Professor Gross will be joining an array of renowned scholars on the Academic Advisory Board, including Hon. Irwin Cotler (Honorary Chair), David E. Bernstein, Catherine Chatterley, Karen Eltis, Lesley Klaff, David Menashri, Dina Porat, Walter Reich, Jeffery S. Robbins, Alvin H. Rosenfeld, Tammi Rossman-Benjamin, Dawinder S. Sidhu, Charles A. Small, Gregory H. Stanton, and Ruth R. Wisse.

LDB President Kenneth L. Marcus commented, “We are very grateful for Professor Gross and his extensive expertise, and we are looking forward to working with him. He is a distinguished scholar and we are excited to include his voice to our organization.”

About Professor Oren Gross

Professor Gross is the Irving Younger Professor of Law at the University of Minnesota Law School. He was a member of the faculty of the Tel Aviv University Law School in Israel from 1996 to 2002. He has also taught and held visiting positions at Harvard Law School (where he held the position of Nomura Visiting Professor of International Financial Systems in 2012-13); Princeton University; Benjamin N. Cardozo School of Law; the Max Planck Institute for International Law and Comparative Public Law in Heidelberg, Germany; the Transitional Justice Institute in Belfast (while a British Academy visiting professor); Queen’s University in Belfast; the University of Santiago de Compostela (Spain); and Brandeis University. Professor Gross has received numerous academic awards and scholarships, including a Fulbright scholarship and British Academy and British Council awards.

Between 1986 and 1991, Professor Gross served as a senior legal advisory officer in the international law branch of the Israeli Defense Forces’ Judge Advocate General’s Corps. In 1998, he served as the legal adviser to an Israeli delegation that negotiated an agreement with the Palestinian Authority’s senior officials concerning the economic component of a permanent status agreement between Israel and Palestine.

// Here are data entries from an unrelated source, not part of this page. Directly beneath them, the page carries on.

//! In-memory stores, mock transports, and a controllable clock for tests.
//!
//! Everything here implements the same traits the Postgres repositories and
//! network clients do, so pipeline logic can be exercised without a database
//! or a network.

mod clock;
mod stores;
mod transports;

pub use clock::FixedClock;
pub use stores::{
    MemoryJobStore, MemoryNotificationStore, MemoryPreferenceStore, MemorySubscriptionStore,
    MemoryUserStore,
};
pub use transports::{MockEmailTransport, MockPushFailure, MockPushTransport};
//! Worker runner — polls queues for eligible jobs and executes them.
//!
//! One runner serves all queues. Each (queue, job type) pair is a lane
//! with its own semaphore, so slow fan-outs cannot starve batch ingestion
//! and the configured per-job-type concurrency bounds hold globally for
//! this process.

use std::sync::Arc;
use std::time::Duration;

use tokio::sync::{watch, Semaphore};
use tokio::time;

use notifyhub_core::config::WorkerConfig;
use notifyhub_queue::JobQueue;

use crate::executor::{JobExecutionError, JobExecutor};

/// One (queue, job type) polling lane with its concurrency bound.
#[derive(Clone)]
pub struct Lane {
    queue: String,
    job_type: String,
    slots: Arc<Semaphore>,
    concurrency: usize,
}

impl Lane {
    /// Create a lane with the given concurrency bound.
    pub fn new(queue: impl Into<String>, job_type: impl Into<String>, concurrency: usize) -> Self {
        let concurrency = concurrency.max(1);
        Self {
            queue: queue.into(),
            job_type: job_type.into(),
            slots: Arc::new(Semaphore::new(concurrency)),
            concurrency,
        }
    }
}

/// Polls all lanes and executes claimed jobs until cancelled.
pub struct WorkerRunner {
    queue: JobQueue,
    executor: Arc<JobExecutor>,
    config: WorkerConfig,
    worker_id: String,
    lanes: Vec<Lane>,
}

impl WorkerRunner {
    /// Create a new worker runner.
    pub fn new(
        queue: JobQueue,
        executor: Arc<JobExecutor>,
        config: WorkerConfig,
        worker_id: impl Into<String>,
        lanes: Vec<Lane>,
    ) -> Self {
        Self {
            queue,
            executor,
            config,
            worker_id: worker_id.into(),
            lanes,
        }
    }

    /// Run until the cancel signal flips true, then drain in-flight jobs.
    pub async fn run(&self, mut cancel: watch::Receiver<bool>) {
        tracing::info!(
            worker_id = %self.worker_id,
            lanes = self.lanes.len(),
            poll_interval_ms = self.config.poll_interval_ms,
            "Worker started"
        );

        let poll_interval = Duration::from_millis(self.config.poll_interval_ms);
        loop {
            if *cancel.borrow() {
                break;
            }
            self.poll_once().await;
            tokio::select! {
                _ = cancel.changed() => {
                    if *cancel.borrow() {
                        tracing::info!(worker_id = %self.worker_id, "Worker received shutdown signal");
                        break;
                    }
                }
                _ = time::sleep(poll_interval) => {}
            }
        }

        self.drain().await;
        tracing::info!(worker_id = %self.worker_id, "Worker shut down");
    }

    /// One pass over all lanes, claiming as many eligible jobs as free
    /// slots allow.
    async fn poll_once(&self) {
        for lane in &self.lanes {
            loop {
                let permit = match lane.slots.clone().try_acquire_owned() {
                    Ok(p) => p,
                    Err(_) => break,
                };

                match self
                    .queue
                    .claim(&lane.queue, &lane.job_type, &self.worker_id)
                    .await
                {
                    Ok(Some(job)) => {
                        let queue = self.queue.clone();
                        let executor = Arc::clone(&self.executor);
                        tokio::spawn(async move {
                            let _permit = permit;
                            process_job(&queue, &executor, job).await;
                        });
                    }
                    Ok(None) => {
                        drop(permit);
                        break;
                    }
                    Err(e) => {
                        drop(permit);
                        tracing::error!(
                            queue = %lane.queue,
                            job_type = %lane.job_type,
                            error = %e,
                            "Failed to claim job"
                        );
                        break;
                    }
                }
            }
        }
    }

    /// Wait for in-flight jobs, bounded by the drain timeout.
    async fn drain(&self) {
        tracing::info!(worker_id = %self.worker_id, "Waiting for in-flight jobs");
        let timeout = Duration::from_secs(self.config.drain_timeout_seconds);
        for lane in &self.lanes {
            let _ = time::timeout(timeout, lane.slots.acquire_many(lane.concurrency as u32)).await;
        }
    }
}

async fn process_job(
    queue: &JobQueue,
    executor: &JobExecutor,
    job: notifyhub_entity::job::model::Job,
) {
    let job_id = job.id;
    match executor.execute(&job).await {
        Ok(result) => {
            if let Err(e) = queue.complete(job_id, result).await {
                tracing::error!(%job_id, error = %e, "Failed to mark job completed");
            } else {
                tracing::info!(%job_id, "Job completed");
            }
        }
        Err(JobExecutionError::Transient(msg)) => {
            retry_or_fail(queue, &job, &msg).await;
        }
        Err(JobExecutionError::Internal(err)) => {
            retry_or_fail(queue, &job, &err.to_string()).await;
        }
        Err(JobExecutionError::Permanent(msg)) => {
            tracing::error!(%job_id, error = %msg, "Job failed permanently");
            if let Err(e) = queue.fail(job_id, &msg).await {
                tracing::error!(%job_id, error = %e, "Failed to mark job failed");
            }
        }
    }
}

async fn retry_or_fail(queue: &JobQueue, job: &notifyhub_entity::job::model::Job, msg: &str) {
    let job_id = job.id;
    if job.can_retry() {
        tracing::warn!(%job_id, error = %msg, "Job failed, scheduling retry");
        if let Err(e) = queue.retry_later(job, msg).await {
            tracing::error!(%job_id, error = %e, "Failed to reschedule job");
        }
    } else {
        tracing::error!(%job_id, error = %msg, "Job failed, attempts exhausted");
        if let Err(e) = queue.fail(job_id, msg).await {
            tracing::error!(%job_id, error = %e, "Failed to mark job failed");
        }
    }
}
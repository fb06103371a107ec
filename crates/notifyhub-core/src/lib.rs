//! # notifyhub-core
//!
//! Core crate for NotifyHub. Contains the configuration schemas, the
//! clock abstraction, shared query/page types, and the unified error
//! system used by every other crate.
//!
//! This crate has **no** internal dependencies on other NotifyHub crates.

pub mod clock;
pub mod config;
pub mod error;
pub mod result;
pub mod types;

pub use clock::{Clock, SystemClock};
pub use error::AppError;
pub use result::AppResult;
//! The producer-facing notification service.
//!
//! Everything that creates, queries, or mutates notifications goes through
//! [`NotificationService`]; the workers only ever see what it enqueued.

pub mod notification;

pub use notification::service::{
    BatchReceipt, CreateNotification, CreateOutcome, NotificationService, NotificationStats,
    SubscribePush,
};
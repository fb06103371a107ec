//! Archived-notification sweep job handler.

use std::sync::Arc;

use async_trait::async_trait;
use serde_json::Value;

use notifyhub_core::clock::Clock;
use notifyhub_database::stores::NotificationStore;
use notifyhub_entity::job::model::Job;
use notifyhub_entity::job::payload::SweepArchivedPayload;
use notifyhub_queue::names;

use crate::executor::{JobExecutionError, JobHandler};

/// Deletes archived notifications past their retention age.
pub struct SweepArchivedHandler {
    notifications: Arc<dyn NotificationStore>,
    clock: Arc<dyn Clock>,
}

impl SweepArchivedHandler {
    /// Create a new sweep handler.
    pub fn new(notifications: Arc<dyn NotificationStore>, clock: Arc<dyn Clock>) -> Self {
        Self {
            notifications,
            clock,
        }
    }
}

#[async_trait]
impl JobHandler for SweepArchivedHandler {
    fn job_type(&self) -> &str {
        names::SWEEP_ARCHIVED
    }

    async fn execute(&self, job: &Job) -> Result<Option<Value>, JobExecutionError> {
        let payload: SweepArchivedPayload = serde_json::from_value(job.payload.clone())
            .map_err(|e| JobExecutionError::Permanent(format!("Invalid sweep payload: {e}")))?;
        if payload.max_age_days < 0 {
            return Err(JobExecutionError::Permanent(format!(
                "Negative retention age {}",
                payload.max_age_days
            )));
        }

        let cutoff = self.clock.now() - chrono::Duration::days(payload.max_age_days);
        let deleted = self.notifications.delete_archived_before(cutoff).await?;
        tracing::info!(deleted, %cutoff, "Swept archived notifications");
        Ok(Some(serde_json::json!({
            "deleted": deleted,
            "cutoff": cutoff,
        })))
    }
}

#[cfg(test)]
mod tests {
    use super::*;
    use crate::jobs::testing::claimed_job;
    use chrono::Duration;
    use notifyhub_core::clock::Clock;
    use notifyhub_entity::notification::{NotificationDraft, NotificationKind};
    use notifyhub_service::notification::service::notification_from_draft;
    use notifyhub_test_utils::{FixedClock, MemoryNotificationStore};
    use uuid::Uuid;

    fn sweep_job(max_age_days: i64) -> Job {
        claimed_job(
            names::CLEANUP,
            names::SWEEP_ARCHIVED,
            serde_json::json!({ "max_age_days": max_age_days }),
        )
    }

    async fn seed(
        store: &MemoryNotificationStore,
        clock: &FixedClock,
        title: &str,
        age: Duration,
        archive: bool,
    ) {
        let user = Uuid::new_v4();
        let draft = NotificationDraft::new(user, NotificationKind::System, title, "body");
        let row = store
            .create(&notification_from_draft(
                &draft,
                &format!("grp-{title}"),
                Uuid::new_v4(),
                clock.now() - age,
            ))
            .await
            .unwrap();
        if archive {
            store.archive(row.id, user).await.unwrap();
        }
    }

    #[tokio::test]
    async fn deletes_only_archived_rows_past_the_cutoff() {
        let store = Arc::new(MemoryNotificationStore::new());
        let clock = Arc::new(FixedClock::at("2026-03-02T12:00:00Z"));
        seed(&store, &clock, "old-archived", Duration::days(120), true).await;
        seed(&store, &clock, "fresh-archived", Duration::days(10), true).await;
        seed(&store, &clock, "old-unread", Duration::days(120), false).await;

        let handler = SweepArchivedHandler::new(store.clone(), clock);
        let result = handler.execute(&sweep_job(90)).await.unwrap().unwrap();
        assert_eq!(result["deleted"], 1);

        let remaining: Vec<String> = store.all().into_iter().map(|n| n.title).collect();
        assert!(remaining.contains(&"fresh-archived".to_string()));
        assert!(remaining.contains(&"old-unread".to_string()));
        assert!(!remaining.contains(&"old-archived".to_string()));
    }

    #[tokio::test]
    async fn negative_retention_is_rejected() {
        let store = Arc::new(MemoryNotificationStore::new());
        let clock = Arc::new(FixedClock::at("2026-03-02T12:00:00Z"));
        let handler = SweepArchivedHandler::new(store, clock);

        let err = handler.execute(&sweep_job(-1)).await.unwrap_err();
        assert!(matches!(err, JobExecutionError::Permanent(_)));
    }
}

Professor Gross’s work has been published extensively. His articles appeared in leading academic journals such as the Yale Law Journal, Yale Journal of International Law, Michigan Journal of International Law, Minnesota Law Review, Florida Law Review and Cardozo Law Review. His book, Law in Times of Crisis: Emergency Powers in Theory and Practice, co-authored with Professor Fionnuala Ní Aoláin, was published by Cambridge University Press in 2006 and was awarded the prestigious Certificate of Merit for Preeminent Contribution to Creative Scholarship by the American Society of International Law in 2007. His most recent book, Guantanamo and Beyond: Exceptional Courts and Military Commissions in Comparative Perspective, co-edited with Professor Ní Aoláin, was published by Cambridge University Press in 2013.

Professor Gross joined the University of Minnesota in 2002 and was appointed as the Vance K. Opperman research scholar in 2003 and the Julius E. Davis Professor of Law in 2004. In 2004 he was also the recipient of the John K. & Elsie Lampert Fesler Research Grant. He was appointed as the Irving Younger Professor of Law in 2005.

Professor Gross practiced law at Sullivan and Cromwell in 1995-1996 and is a member of both the New York and Israeli bars. In 2008 he joined the American Law Institute as an elected member.